Así las cosas, no queda más que desestimar el presente motivo, por cuanto que entendemos que el resolvente de primer grado no ha incurrido en error alguno a la hora de valorar la prueba, llegando a conclusiones totalmente acordes con el acervo probatorio obrante en autos, sin que éstas puedan tildarse de ilógicas e inverosímiles de acuerdo con la resultancia probatoria o contrarias a las máximas de la experiencia o a las reglas de la sana crítica.
CUARTO.- En cuanto a las costas de la alzada, la desestimación del recurso de apelación determina que se impongan a la parte apelante, a tenor de lo establecido en los artículos 398.1 y 394.1 ambos de la LEC.
Dicho pronunciamiento principal determina, igualmente, la pérdida para la parte impugnante del depósito constituido para recurrir, atendida la Disposición Adicional Decimoquinta apartado 9 LOPJ, al que se le dará el destino previsto en dicha disposición.
Vistos los preceptos legales citados y demás de general y pertinente aplicación,
Fallo
Que DESESTIMANDO el recurso de apelación formulado por la representación procesal de Dª Dolores contra la Sentencia dictada por el Juzgado de Primera Instancia número 7 de Liria en fecha 1 de junio de 2019, en autos de Juicio Ordinario seguidos con el número 173 de 2018, CONFIRMAMOS la resolución recurrida con imposición de costas de alzada a la apelante.Se declara la pérdida de la cantidad consignada como depósito para recurrir al desestimar el recurso de apelación.

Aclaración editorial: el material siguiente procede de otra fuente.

//! Host-function bridge.
//!
//! External routines implemented by the runtime (print, string, math, env,
//! random, time) are registered here with their expected signatures. The
//! bridge copies values out of slots according to the extern's declared
//! types and writes the result back; signatures are validated against the
//! builtin registry when the table is checked at startup.

use std::io::{BufRead, Write};
use std::time::Instant;

use crate::error::{Error, Result};
use crate::il::types::Type;
use crate::vm::slot::Slot;
use crate::vm::strings::StringHeap;

/// Mutable runtime state a host routine may touch
pub struct HostCtx<'a> {
    /// The VM string heap
    pub strings: &'a mut StringHeap,
    /// Deterministically seeded xorshift state
    pub rng: &'a mut u64,
    /// Program output
    pub out: &'a mut dyn Write,
    /// Program input
    pub input: &'a mut dyn BufRead,
    /// VM start time, for `rt_clock_ms`
    pub start: Instant,
}

type HostImpl = fn(&mut HostCtx<'_>, &[Slot]) -> Result<Slot>;

/// One registered host routine
pub struct HostFn {
    /// Extern name as referenced from IL
    pub name: &'static str,
    /// Parameter types
    pub params: &'static [Type],
    /// Return type
    pub ret: Type,
    run: HostImpl,
}

impl HostFn {
    /// Dispatch with already-evaluated argument slots
    pub fn call(&self, ctx: &mut HostCtx<'_>, args: &[Slot]) -> Result<Slot> {
        (self.run)(ctx, args)
    }
}

use Type::{Void, F64, I1, I64, Str};

/// The host table. Keyed by name; order is cosmetic.
pub static HOST_TABLE: &[HostFn] = &[
    // print
    HostFn { name: "rt_print_i64", params: &[I64], ret: Void, run: rt_print_i64 },
    HostFn { name: "rt_print_f64", params: &[F64], ret: Void, run: rt_print_f64 },
    HostFn { name: "rt_print_str", params: &[Str], ret: Void, run: rt_print_str },
    HostFn { name: "rt_println", params: &[Str], ret: Void, run: rt_println },
    // string
    HostFn { name: "rt_concat", params: &[Str, Str], ret: Str, run: rt_concat },
    HostFn { name: "rt_len", params: &[Str], ret: I64, run: rt_len },
    HostFn { name: "rt_substr", params: &[Str, I64, I64], ret: Str, run: rt_substr },
    HostFn { name: "rt_left", params: &[Str, I64], ret: Str, run: rt_left },
    HostFn { name: "rt_right", params: &[Str, I64], ret: Str, run: rt_right },
    HostFn { name: "rt_str_eq", params: &[Str, Str], ret: I1, run: rt_str_eq },
    HostFn { name: "rt_str_index", params: &[Str, Str, I64], ret: I64, run: rt_str_index },
    HostFn { name: "rt_chr", params: &[I64], ret: Str, run: rt_chr },
    HostFn { name: "rt_asc", params: &[Str], ret: I64, run: rt_asc },
    HostFn { name: "rt_i64_to_str", params: &[I64], ret: Str, run: rt_i64_to_str },
    HostFn { name: "rt_f64_to_str", params: &[F64], ret: Str, run: rt_f64_to_str },
    HostFn { name: "rt_str_to_i64", params: &[Str], ret: I64, run: rt_str_to_i64 },
    HostFn { name: "rt_str_to_f64", params: &[Str], ret: F64, run: rt_str_to_f64 },
    // math
    HostFn { name: "rt_abs_i64", params: &[I64], ret: I64, run: rt_abs_i64 },
    HostFn { name: "rt_abs_f64", params: &[F64], ret: F64, run: rt_abs_f64 },
    HostFn { name: "rt_sqrt", params: &[F64], ret: F64, run: rt_sqrt },
    HostFn { name: "rt_sin", params: &[F64], ret: F64, run: rt_sin },
    HostFn { name: "rt_cos", params: &[F64], ret: F64, run: rt_cos },
    HostFn { name: "rt_floor", params: &[F64], ret: F64, run: rt_floor },
    HostFn { name: "rt_ceil", params: &[F64], ret: F64, run: rt_ceil },
    HostFn { name: "rt_pow", params: &[F64, F64], ret: F64, run: rt_pow },
    // env / random / time
    HostFn { name: "rt_input_line", params: &[], ret: Str, run: rt_input_line },
    HostFn { name: "rt_rand", params: &[], ret: F64, run: rt_rand },
    HostFn { name: "rt_seed_rand", params: &[I64], ret: Void, run: rt_seed_rand },
    HostFn { name: "rt_clock_ms", params: &[], ret: I64, run: rt_clock_ms },
];

/// Find a routine by extern name
pub fn find_host(name: &str) -> Option<&'static HostFn> {
    HOST_TABLE.iter().find(|h| h.name == name)
}

/// Declared signature of a host routine, for the verifier's extern check
pub fn host_signature(name: &str) -> Option<(&'static [Type], Type)> {
    find_host(name).map(|h| (h.params, h.ret))
}

/// Validate the host table against the builtin registry: every builtin's
/// lowered extern must exist here with an agreeing signature.
pub fn validate_host_table() -> Result<()> {
    for desc in crate::builtins::all_builtins() {
        for (key, extern_name) in desc.lowerings {
            let host = find_host(extern_name).ok_or_else(|| {
                Error::internal(format!(
                    "builtin {} lowers to unregistered extern {extern_name}",
                    desc.name
                ))
            })?;
            let want_ret = desc.result_for(*key);
            if host.ret != want_ret {
                return Err(Error::internal(format!(
                    "builtin {} expects {want_ret} from {extern_name}, host returns {}",
                    desc.name, host.ret
                )));
            }
        }
    }
    Ok(())
}

// ---- print ------------------------------------------------------------------

fn io_err(e: std::io::Error) -> Error {
    Error::Host(format!("write failed: {e}"))
}

fn rt_print_i64(ctx: &mut HostCtx<'_>, args: &[Slot]) -> Result<Slot> {
    writeln!(ctx.out, "{}", args[0].as_i64()).map_err(io_err)?;
    Ok(Slot::ZERO)
}

fn rt_print_f64(ctx: &mut HostCtx<'_>, args: &[Slot]) -> Result<Slot> {
    writeln!(ctx.out, "{}", args[0].as_f64()).map_err(io_err)?;
    Ok(Slot::ZERO)
}

fn rt_print_str(ctx: &mut HostCtx<'_>, args: &[Slot]) -> Result<Slot> {
    write!(ctx.out, "{}", ctx.strings.get(args[0].raw())).map_err(io_err)?;
    Ok(Slot::ZERO)
}

fn rt_println(ctx: &mut HostCtx<'_>, args: &[Slot]) -> Result<Slot> {
    writeln!(ctx.out, "{}", ctx.strings.get(args[0].raw())).map_err(io_err)?;
    Ok(Slot::ZERO)
}

// ---- string -----------------------------------------------------------------

fn rt_concat(ctx: &mut HostCtx<'_>, args: &[Slot]) -> Result<Slot> {
    Ok(Slot(ctx.strings.concat(args[0].raw(), args[1].raw())))
}

fn rt_len(ctx: &mut HostCtx<'_>, args: &[Slot]) -> Result<Slot> {
    let n = ctx.strings.get(args[0].raw()).chars().count();
    Ok(Slot::from_i64(n as i64))
}

/// 1-based substring of `len` characters, clamped to the string
fn rt_substr(ctx: &mut HostCtx<'_>, args: &[Slot]) -> Result<Slot> {
    let s = ctx.strings.get(args[0].raw());
    let start = args[1].as_i64().max(1) as usize - 1;
    let len = args[2].as_i64().max(0) as usize;
    let out: String = s.chars().skip(start).take(len).collect();
    Ok(Slot(ctx.strings.alloc(out)))
}

fn rt_left(ctx: &mut HostCtx<'_>, args: &[Slot]) -> Result<Slot> {
    let s = ctx.strings.get(args[0].raw());
    let n = args[1].as_i64().max(0) as usize;
    let out: String = s.chars().take(n).collect();
    Ok(Slot(ctx.strings.alloc(out)))
}

fn rt_right(ctx: &mut HostCtx<'_>, args: &[Slot]) -> Result<Slot> {
    let s = ctx.strings.get(args[0].raw());
    let n = args[1].as_i64().max(0) as usize;
    let total = s.chars().count();
    let out: String = s.chars().skip(total.saturating_sub(n)).collect();
    Ok(Slot(ctx.strings.alloc(out)))
}

fn rt_str_eq(ctx: &mut HostCtx<'_>, args: &[Slot]) -> Result<Slot> {
    Ok(Slot::from_bool(ctx.strings.eq(args[0].raw(), args[1].raw())))
}

/// 1-based index of `needle` in `haystack` at or after `start`; 0 if absent
fn rt_str_index(ctx: &mut HostCtx<'_>, args: &[Slot]) -> Result<Slot> {
    let hay: Vec<char> = ctx.strings.get(args[0].raw()).chars().collect();
    let needle: Vec<char> = ctx.strings.get(args[1].raw()).chars().collect();
    let start = (args[2].as_i64().max(1) as usize) - 1;
    if needle.is_empty() {
        return Ok(Slot::from_i64((start + 1).min(hay.len() + 1) as i64));
    }
    let mut i = start;
    while i + needle.len() <= hay.len() {
        if hay[i..i + needle.len()] == needle[..] {
            return Ok(Slot::from_i64((i + 1) as i64));
        }
        i += 1;
    }
    Ok(Slot::from_i64(0))
}

fn rt_chr(ctx: &mut HostCtx<'_>, args: &[Slot]) -> Result<Slot> {
    let code = u32::try_from(args[0].as_i64()).ok().and_then(char::from_u32);
    let out = code.map(String::from).unwrap_or_default();
    Ok(Slot(ctx.strings.alloc(out)))
}

fn rt_asc(ctx: &mut HostCtx<'_>, args: &[Slot]) -> Result<Slot> {
    let first = ctx.strings.get(args[0].raw()).chars().next();
    Ok(Slot::from_i64(first.map_or(0, |c| c as i64)))
}

fn rt_i64_to_str(ctx: &mut HostCtx<'_>, args: &[Slot]) -> Result<Slot> {
    Ok(Slot(ctx.strings.alloc(args[0].as_i64().to_string())))
}

fn rt_f64_to_str(ctx: &mut HostCtx<'_>, args: &[Slot]) -> Result<Slot> {
    Ok(Slot(ctx.strings.alloc(args[0].as_f64().to_string())))
}

fn rt_str_to_i64(ctx: &mut HostCtx<'_>, args: &[Slot]) -> Result<Slot> {
    let v = ctx.strings.get(args[0].raw()).trim().parse::<i64>().unwrap_or(0);
    Ok(Slot::from_i64(v))
}

fn rt_str_to_f64(ctx: &mut HostCtx<'_>, args: &[Slot]) -> Result<Slot> {
    let v = ctx.strings.get(args[0].raw()).trim().parse::<f64>().unwrap_or(0.0);
    Ok(Slot::from_f64(v))
}

// ---- math -------------------------------------------------------------------

fn rt_abs_i64(_: &mut HostCtx<'_>, args: &[Slot]) -> Result<Slot> {
    Ok(Slot::from_i64(args[0].as_i64().wrapping_abs()))
}

fn rt_abs_f64(_: &mut HostCtx<'_>, args: &[Slot]) -> Result<Slot> {
    Ok(Slot::from_f64(args[0].as_f64().abs()))
}

fn rt_sqrt(_: &mut HostCtx<'_>, args: &[Slot]) -> Result<Slot> {
    Ok(Slot::from_f64(args[0].as_f64().sqrt()))
}

fn rt_sin(_: &mut HostCtx<'_>, args: &[Slot]) -> Result<Slot> {
    Ok(Slot::from_f64(args[0].as_f64().sin()))
}

fn rt_cos(_: &mut HostCtx<'_>, args: &[Slot]) -> Result<Slot> {
    Ok(Slot::from_f64(args[0].as_f64().cos()))
}

fn rt_floor(_: &mut HostCtx<'_>, args: &[Slot]) -> Result<Slot> {
    Ok(Slot::from_f64(args[0].as_f64().floor()))
}

fn rt_ceil(_: &mut HostCtx<'_>, args: &[Slot]) -> Result<Slot> {
    Ok(Slot::from_f64(args[0].as_f64().ceil()))
}

fn rt_pow(_: &mut HostCtx<'_>, args: &[Slot]) -> Result<Slot> {
    Ok(Slot::from_f64(args[0].as_f64().powf(args[1].as_f64())))
}

// ---- env / random / time ----------------------------------------------------

fn rt_input_line(ctx: &mut HostCtx<'_>, _: &[Slot]) -> Result<Slot> {
    let mut line = String::new();
    ctx.input
        .read_line(&mut line)
        .map_err(|e| Error::Host(format!("read failed: {e}")))?;
    while line.ends_with('\n') || line.ends_with('\r') {
        line.pop();
    }
    Ok(Slot(ctx.strings.alloc(line)))
}

/// xorshift64*, uniform in [0, 1)
fn rt_rand(ctx: &mut HostCtx<'_>, _: &[Slot]) -> Result<Slot> {
    let mut x = *ctx.rng;
    x ^= x >> 12;
    x ^= x << 25;
    x ^= x >> 27;
    *ctx.rng = x;
    let bits = x.wrapping_mul(0x2545_F491_4F6C_DD1D) >> 11;
    Ok(Slot::from_f64(bits as f64 / (1u64 << 53) as f64))
}

fn rt_seed_rand(ctx: &mut HostCtx<'_>, args: &[Slot]) -> Result<Slot> {
    // Zero would freeze xorshift; keep the state nonzero.
    *ctx.rng = (args[0].as_i64() as u64) | 1;
    Ok(Slot::ZERO)
}

fn rt_clock_ms(ctx: &mut HostCtx<'_>, _: &[Slot]) -> Result<Slot> {
    Ok(Slot::from_i64(ctx.start.elapsed().as_millis() as i64))
}

#[cfg(test)]
mod tests {
    use super::*;

    fn with_ctx<R>(f: impl FnOnce(&mut HostCtx<'_>) -> R) -> (R, String) {
        let mut strings = StringHeap::new();
        let mut rng = 0x9E37_79B9_7F4A_7C15u64;
        let mut out: Vec<u8> = Vec::new();
        let mut input = std::io::Cursor::new(Vec::<u8>::new());
        let r = {
            let mut ctx = HostCtx {
                strings: &mut strings,
                rng: &mut rng,
                out: &mut out,
                input: &mut input,
                start: Instant::now(),
            };
            f(&mut ctx)
        };
        (r, String::from_utf8(out).unwrap())
    }

    #[test]
    fn test_print_formats() {
        let (_, out) = with_ctx(|ctx| {
            rt_print_i64(ctx, &[Slot::from_i64(42)]).unwrap();
            rt_print_f64(ctx, &[Slot::from_f64(1.5)]).unwrap();
        });
        assert_eq!(out, "42\n1.5\n");
    }

    #[test]
    fn test_substr_is_one_based_and_clamped() {
        let (got, _) = with_ctx(|ctx| {
            let s = ctx.strings.alloc("HELLO");
            let h = rt_substr(ctx, &[Slot(s), Slot::from_i64(2), Slot::from_i64(3)])
                .unwrap()
                .raw();
            let clamped = rt_substr(ctx, &[Slot(s), Slot::from_i64(4), Slot::from_i64(99)])
                .unwrap()
                .raw();
            (
                ctx.strings.get(h).to_string(),
                ctx.strings.get(clamped).to_string(),
            )
        });
        assert_eq!(got.0, "ELL");
        assert_eq!(got.1, "LO");
    }

    #[test]
    fn test_str_index() {
        let (got, _) = with_ctx(|ctx| {
            let hay = ctx.strings.alloc("ABCABC");
            let needle = ctx.strings.alloc("BC");
            let first = rt_str_index(ctx, &[Slot(hay), Slot(needle), Slot::from_i64(1)])
                .unwrap()
                .as_i64();
            let second = rt_str_index(ctx, &[Slot(hay), Slot(needle), Slot::from_i64(3)])
                .unwrap()
                .as_i64();
            let missing = rt_str_index(ctx, &[Slot(hay), Slot(needle), Slot::from_i64(6)])
                .unwrap()
                .as_i64();
            (first, second, missing)
        });
        assert_eq!(got, (2, 5, 0));
    }

    #[test]
    fn test_rand_is_deterministic_and_bounded() {
        let (values, _) = with_ctx(|ctx| {
            (0..100)
                .map(|_| rt_rand(ctx, &[]).unwrap().as_f64())
                .collect::<Vec<_>>()
        });
        assert!(values.iter().all(|v| (0.0..1.0).contains(v)));
        let (again, _) = with_ctx(|ctx| rt_rand(ctx, &[]).unwrap().as_f64());
        assert_eq!(values[0], again);
    }

    #[test]
    fn test_signature_lookup() {
        let (params, ret) = host_signature("rt_concat").unwrap();
        assert_eq!(params, &[Str, Str]);
        assert_eq!(ret, Str);
        assert!(host_signature("rt_unknown").is_none());
    }

    #[test]
    fn test_table_matches_builtin_registry() {
        validate_host_table().unwrap();
    }
}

Cumplidas que sean las diligencias de rigor, con testimonio de esta resolución, remítanse las actuaciones al Juzgado de origen, para su conocimiento y efectos, debiendo acusar recibo. Contra la presente no cabe recurso alguno, sin perjuicio de lo dispuesto en el artículo 477.2.3º de la Ley de Enjuiciamiento Civil, que, en su caso, se habrá de interponer mediante escrito presentado ante esta Sala dentro de los veinte días siguientes a su notificación.
Así por esta nuestra sentencia, de la que se unirá certificación al rollo, lo pronunciamos, mandamos y firmamos.
PUBLICACIÓN.- Leída y publicada ha sido la sentencia que antecede, estando celebrando audiencia pública la Sección Octava de la Audiencia Provincial de Valencia. Doy fe.